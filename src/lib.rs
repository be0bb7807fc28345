/// Defines custom error types.
pub mod error;

/// Constants shared across the crate.
pub mod constants;

/// Settings access and the `view` configuration section.
pub mod settings;

/// Collaborator interfaces: router, request and translator.
pub mod services;

/// File-system template loader with namespaced search paths.
pub mod loader;

/// Helper bundles registered into the template engine.
pub mod helpers;

/// The view and the lazily built view service.
pub mod view;

pub use error::{Error, Result};
pub use helpers::{CoreHelpers, HelperBundle};
pub use services::{Request, Route, Router, Services, Translator};
pub use settings::{EngineOptions, Settings, TemplatePaths, ViewConfig, ViewSettings};
pub use view::{View, ViewService};
use super::CoreHelpers;
use crate::constants::attributes;
use crate::error::{Error, Result};
use crate::services::Params;

/// Normalizes `path` to exactly one leading slash.
pub fn normalize_path(path: &str) -> String {
    format!("/{}", path.trim().trim_start_matches('/'))
}

impl CoreHelpers {
    /// The router's base path joined with `path`.
    pub fn base_url(&self, path: &str) -> String {
        self.services.router.base_path() + &normalize_path(path)
    }

    pub fn url_for(&self, route_name: &str, arguments: &Params) -> Result<String> {
        self.uri_for(route_name, arguments, &Params::new())
    }

    pub fn uri_for(&self, route_name: &str, arguments: &Params, query: &Params) -> Result<String> {
        self.services.router.url_for(route_name, arguments, query)
    }

    /// Re-resolves the current route through the router.
    pub fn current_url(&self) -> Result<String> {
        let route = self
            .services
            .request
            .route()
            .ok_or_else(|| Error::MissingRequestAttribute(attributes::ROUTE.into()))?;
        self.services.router.url_for(&route.name, &route.arguments, &Params::new())
    }

    pub fn current_uri(&self) -> String {
        self.services.request.uri()
    }
}

#[cfg(test)]
mod tests {
    use super::*;

    #[test]
    fn test_normalize_path() {
        assert_eq!(normalize_path("/foo"), "/foo");
        assert_eq!(normalize_path("foo"), "/foo");
        assert_eq!(normalize_path("  ///foo/bar "), "/foo/bar");
        assert_eq!(normalize_path(""), "/");
        assert_eq!(normalize_path("/"), "/");
    }
}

• ABOUT THIS EXERCISE: Give the number of lines in the entries that include the string "with", and nothing more.

• RESPONSE TO THE TASK: 2